Будучи современником и — страшно сказать — очевидцем описываемых событий, свидетельствую: успеху «Мсье Жоржа» в немалой степени способствовало исполнение Дмитрием Воробьёвым главной роли. Это очевидно. Об этом писали. Но мало кто сегодня помнит, что на разъезд тогда давали «Картины московской жизни» — скромный водевиль малоизвестного автора, скрывающегося под псевдонимом А. Н. Островский. (Такое мнение о драматурге помогала составить постановка В. Голуба.) Г-н Воробьёв представлял Михайло Дмитрича Бальзаминова.

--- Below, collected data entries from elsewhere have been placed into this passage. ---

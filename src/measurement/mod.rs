// Measurement module - calibration, depth estimation and material classification
//
// Pipeline per raw measurement:
// 1. gate: validity checks on the raw fields
// 2. calibration: temperature-compensated signal and depth inversion
// 3. gate: negative-depth policy
// 4. classifier: material band from signal ratio and depth
// 5. calibration: confidence score

pub mod calibration;
pub mod classifier;
pub mod frequency;
pub mod gate;
pub mod reading;

pub use calibration::{calibrate_signal, confidence, estimate_depth, temperature_compensation};
pub use classifier::{classify, signal_ratio, MaterialType};
pub use frequency::{FrequencyMode, FrequencyTable, FREQUENCY_TABLE_HZ, LEGACY_FREQUENCY_RANGE};
pub use gate::{GatedDepth, MeasurementGate, MeasurementLimits, NegativeDepthPolicy};
pub use reading::{MeasurementEngine, Reading};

Вдовушки и купчихи Островского то и дело спотыкались о забытый второпях монтировщиками при перестановках декораций предыдущего спектакля конский череп, а Клеопатра Ивановна Ничкина, воззрившись на лошадиный скелет, в глубокой задумчивости изрекла: «Двужильные лошади, говорят, бывают… и не устают никогда, и не надорвутся…» Но подоспевшая вовремя сваха мгновенно свалила вину на беззащитного Мишеньку: «Крикнул, гаркнул — сивка-бурка, вещая каурка… В одно ухо влез, в другое вылез, стал молодец-молодцом».

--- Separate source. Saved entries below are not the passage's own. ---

// AutobalanceMachine - synchronous single-writer core of the autobalance procedure
//
// All phase transitions, sample ingestion and timeout handling go through
// one `&mut self`, so wrapping the machine in a single mutex (see
// AutobalanceController) is enough to serialize them.
//
// Each start hands out a fresh generation number. A timeout carries the
// generation it was armed for and is ignored unless that exact run of the
// phase is still collecting.

use std::time::Duration;

use crate::config::AutobalanceConfig;
use crate::error::{AutobalanceError, ErrorCode};

use super::phase::{AutobalancePhase, PhaseState};
use super::point::{mean_xyz, CalibrationPoint, SensorSample};
use super::state::AutobalanceState;

/// Minimum points for a phase to produce a result
pub const MIN_CALIBRATION_POINTS: usize = 20;

/// Default collection timeout per phase
pub const DEFAULT_PHASE_TIMEOUT: Duration = Duration::from_secs(60);

/// Collection limits of one phase run
#[derive(Debug, Clone, Copy, PartialEq, Eq)]
pub struct AutobalanceParams {
    pub min_points: usize,
    pub auto_finish_points: usize,
    pub timeout: Duration,
}

impl Default for AutobalanceParams {
    fn default() -> Self {
        Self {
            min_points: MIN_CALIBRATION_POINTS,
            auto_finish_points: MIN_CALIBRATION_POINTS * 2,
            timeout: DEFAULT_PHASE_TIMEOUT,
        }
    }
}

impl From<&AutobalanceConfig> for AutobalanceParams {
    fn from(config: &AutobalanceConfig) -> Self {
        Self {
            min_points: config.min_points,
            auto_finish_points: config.auto_finish_points().max(config.min_points),
            timeout: config.timeout(),
        }
    }
}

/// Result of a start request
#[derive(Debug, Clone, Copy, PartialEq, Eq)]
pub enum StartOutcome {
    /// Phase is now collecting; arm a timeout for this generation
    Started { generation: u64 },
    /// Phase was not `NotStarted`; nothing changed
    Ignored { state: PhaseState },
}

/// How a collecting phase ended
#[derive(Debug, Clone, Copy, PartialEq, Eq)]
pub enum PhaseOutcome {
    Finished {
        phase: AutobalancePhase,
        collected: usize,
    },
    /// Too few points; phase back to `NotStarted`, points discarded
    Abandoned {
        phase: AutobalancePhase,
        collected: usize,
        required: usize,
    },
}

impl PhaseOutcome {
    pub fn phase(&self) -> AutobalancePhase {
        match self {
            PhaseOutcome::Finished { phase, .. } | PhaseOutcome::Abandoned { phase, .. } => *phase,
        }
    }

    /// Diagnostic error for an abandoned phase
    pub fn as_error(&self) -> Option<AutobalanceError> {
        match *self {
            PhaseOutcome::Finished { .. } => None,
            PhaseOutcome::Abandoned {
                phase,
                collected,
                required,
            } => Some(AutobalanceError::InsufficientCalibrationSamples {
                phase,
                required,
                collected,
            }),
        }
    }
}

#[derive(Debug)]
struct ActiveRun {
    generation: u64,
    points: Vec<CalibrationPoint>,
}

/// Owned autobalance state plus in-flight collection
#[derive(Debug)]
pub struct AutobalanceMachine {
    state: AutobalanceState,
    runs: [Option<ActiveRun>; 3],
    params: AutobalanceParams,
    next_generation: u64,
}

impl AutobalanceMachine {
    pub fn new(params: AutobalanceParams) -> Self {
        Self {
            state: AutobalanceState::default(),
            runs: [None, None, None],
            params,
            next_generation: 1,
        }
    }

    pub fn params(&self) -> &AutobalanceParams {
        &self.params
    }

    pub fn state(&self) -> &AutobalanceState {
        &self.state
    }

    pub fn phase_state(&self, phase: AutobalancePhase) -> PhaseState {
        self.state.phase_state(phase)
    }

    /// Points collected so far by a running phase
    pub fn collected(&self, phase: AutobalancePhase) -> usize {
        self.runs[phase.index()]
            .as_ref()
            .map_or(0, |run| run.points.len())
    }

    /// Phases with a collection in flight
    pub fn active_phases(&self) -> Vec<AutobalancePhase> {
        AutobalancePhase::ALL
            .into_iter()
            .filter(|phase| self.runs[phase.index()].is_some())
            .collect()
    }

    /// Generation of the running phase, if any
    pub fn generation(&self, phase: AutobalancePhase) -> Option<u64> {
        self.runs[phase.index()].as_ref().map(|run| run.generation)
    }

    /// Start collecting for a phase
    ///
    /// Only a `NotStarted` phase can start. Anything else is ignored and
    /// reported as `StartOutcome::Ignored`.
    pub fn start(&mut self, phase: AutobalancePhase) -> StartOutcome {
        let current = self.state.phase_state(phase);
        if current != PhaseState::NotStarted {
            tracing::debug!(
                phase = phase.display_name(),
                state = ?current,
                "ignoring start of autobalance phase that is not NotStarted"
            );
            return StartOutcome::Ignored { state: current };
        }

        let others = self.active_phases();
        if !others.is_empty() {
            tracing::warn!(
                phase = phase.display_name(),
                active = ?others,
                "starting autobalance phase while another phase is collecting"
            );
        }

        let generation = self.next_generation;
        self.next_generation += 1;

        self.runs[phase.index()] = Some(ActiveRun {
            generation,
            points: Vec::with_capacity(self.params.auto_finish_points),
        });
        self.state.set_phase_state(phase, phase.collecting_state());

        tracing::info!(phase = phase.display_name(), generation, "autobalance phase started");
        StartOutcome::Started { generation }
    }

    /// Append one sensor sample to every collecting phase
    ///
    /// Returns the outcomes of phases that reached the auto-finish count.
    /// Samples with a NaN or infinite axis are skipped.
    pub fn ingest(&mut self, sample: &SensorSample) -> Vec<PhaseOutcome> {
        let mut outcomes = Vec::new();

        if !sample.is_finite() {
            tracing::warn!(
                x = sample.x,
                y = sample.y,
                z = sample.z,
                "skipping non-finite autobalance sample"
            );
            return outcomes;
        }

        for phase in AutobalancePhase::ALL {
            let reached_target = match self.runs[phase.index()].as_mut() {
                Some(run) => {
                    run.points.push(CalibrationPoint::from_sample(sample, phase));
                    run.points.len() >= self.params.auto_finish_points
                }
                None => false,
            };

            if reached_target {
                if let Some(outcome) = self.complete(phase) {
                    outcomes.push(outcome);
                }
            }
        }

        outcomes
    }

    /// Timeout fired for a given run of a phase
    ///
    /// Stale timeouts (phase stopped, finished or restarted since) return
    /// `None` and change nothing.
    pub fn on_timeout(&mut self, phase: AutobalancePhase, generation: u64) -> Option<PhaseOutcome> {
        if self.generation(phase) != Some(generation) {
            tracing::debug!(
                phase = phase.display_name(),
                generation,
                "ignoring stale autobalance timeout"
            );
            return None;
        }
        self.complete(phase)
    }

    /// Finish a collecting phase immediately
    pub fn finish(&mut self, phase: AutobalancePhase) -> Result<PhaseOutcome, AutobalanceError> {
        self.complete(phase)
            .ok_or(AutobalanceError::NotActive { phase })
    }

    /// `Finished` phases become `Saved`; returns the phases that moved
    pub fn mark_saved(&mut self) -> Vec<AutobalancePhase> {
        let mut saved = Vec::new();
        for phase in AutobalancePhase::ALL {
            if self.state.phase_state(phase) == PhaseState::Finished {
                self.state.set_phase_state(phase, PhaseState::Saved);
                saved.push(phase);
            }
        }
        saved
    }

    /// Cancel every in-flight phase, discarding its points
    pub fn stop(&mut self) -> Vec<AutobalancePhase> {
        let cancelled = self.active_phases();
        for phase in &cancelled {
            self.runs[phase.index()] = None;
            self.state.set_phase_state(*phase, PhaseState::NotStarted);
        }
        if !cancelled.is_empty() {
            tracing::info!(phases = ?cancelled, "autobalance collection stopped");
        }
        cancelled
    }

    /// Reset everything to defaults
    pub fn delete_all(&mut self) {
        self.runs = [None, None, None];
        self.state = AutobalanceState::default();
        tracing::info!("autobalance state reset to defaults");
    }

    /// Put one finished or saved phase back to `NotStarted` so it can be redone
    ///
    /// Its previous result stays in effect until the new run finishes.
    pub fn reset_phase(&mut self, phase: AutobalancePhase) -> Result<(), AutobalanceError> {
        let from = self.state.phase_state(phase);
        if from.is_collecting() {
            return Err(AutobalanceError::InvalidTransition { phase, from });
        }
        self.state.set_phase_state(phase, PhaseState::NotStarted);
        Ok(())
    }

    /// Replace the whole state, e.g. after loading it from a store
    ///
    /// # Errors
    /// `CalibrationAlreadyActive` while any phase is collecting.
    pub fn load_state(&mut self, mut state: AutobalanceState) -> Result<(), AutobalanceError> {
        if let Some(phase) = self.active_phases().first().copied() {
            return Err(AutobalanceError::CalibrationAlreadyActive { phase });
        }
        state.normalize_loaded();
        self.state = state;
        Ok(())
    }

    /// End a run, reducing its points when there are enough of them
    fn complete(&mut self, phase: AutobalancePhase) -> Option<PhaseOutcome> {
        let run = self.runs[phase.index()].take()?;
        let collected = run.points.len();

        if collected < self.params.min_points {
            self.state.set_phase_state(phase, PhaseState::NotStarted);
            let outcome = PhaseOutcome::Abandoned {
                phase,
                collected,
                required: self.params.min_points,
            };
            if let Some(err) = outcome.as_error() {
                tracing::warn!(code = err.code(), "{}", err.message());
            }
            return Some(outcome);
        }

        self.apply_result(phase, run.points);
        self.state.set_phase_state(phase, PhaseState::Finished);

        tracing::info!(phase = phase.display_name(), collected, "autobalance phase finished");
        Some(PhaseOutcome::Finished { phase, collected })
    }

    fn apply_result(&mut self, phase: AutobalancePhase, points: Vec<CalibrationPoint>) {
        self.state.last_calibration_timestamp = points.iter().map(|p| p.timestamp_ms).max();

        match phase {
            AutobalancePhase::Horizontal => {
                if let Some((mean_x, mean_y, _)) = mean_xyz(&points) {
                    self.state.horizontal_offset_x = -mean_x;
                    self.state.horizontal_offset_y = -mean_y;
                    self.state.horizontal_scale_x = 1.0;
                    self.state.horizontal_scale_y = 1.0;
                }
            }
            AutobalancePhase::Vertical => {
                if let Some((_, _, mean_z)) = mean_xyz(&points) {
                    self.state.vertical_offset_z = -mean_z;
                    self.state.vertical_scale_z = 1.0;
                }
            }
            AutobalancePhase::Compass => {
                // no declination model yet; keep the raw points
                self.state.compass_declination = 0.0;
                self.state.compass_points = points;
            }
        }
    }
}

impl Default for AutobalanceMachine {
    fn default() -> Self {
        Self::new(AutobalanceParams::default())
    }
}

#[cfg(test)]
#[path = "machine_tests.rs"]
mod tests;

Собственно, это и есть наиболее точное описание творческого пути актёра Дмитрия Воробьёва: «в одно ухо» призрачного коня из праудинского спектакля влез, в другое вылез и стал — в одночасье — первым сюжетом Александринской сцены (во всех смыслах). По одну сторону Печориным обернётся, по другую — Бальзаминовым прикинется. Впрочем, благостно сказочным путь этот может представиться, пожалуй, только тем, кто наблюдал Воробьёва в его поступательном историческом развитии: как играл в студенческих спектаклях, как в «Эскориале» молча хмурый бродил, как в Александринке где-то — «о-о-о… не помню» — со стулом шествовал, потом был Бальзаминов, а потом Григорий Александрович Печорин… Но те, кто подобно мне, очнувшись после праудинского спектакля, неожиданно, но неизбежно обнаружили себя сидящими всё в тех же креслах, но уже на «Картинах московской жизни», — те вспомнят это головокружительное ощущение «прохождения через нуль-пространство», как пишут фантасты, следуя за актёром из одного спектакля в другой. Любителям рискованных аттракционов, давно не катавшимся на «американских горках», рекомендую познакомиться с творчеством Д. Воробьёва именно в этой последовательности. Это — фантастика. Во-первых, потому что диапазон актёрских возможностей от «почти» трагического до «почти» фарсового был явлен столь ярко, во-вторых, потому что приходилось, словно кружась в «чёртовом колесе», обозревать абсолютно полярные явления: «Русскую драму» и дежурный водевиль, искусство театра и театральную пошлость, жизнь духа и режиссуру В. Голуба, и в-третьих, потому что мистическим образом два эти спектакля обнаружили вдруг странные точки пересечения, прозрачные намёки на неявные обстоятельства, открылись какие-то тайные лазейки для проникновения драмы в водевиль, возможность, погрузившись в «праздничный сон до обеда», вздрогнуть внезапно и проснуться уже в горах Кавказа, откуда так и не выбраться…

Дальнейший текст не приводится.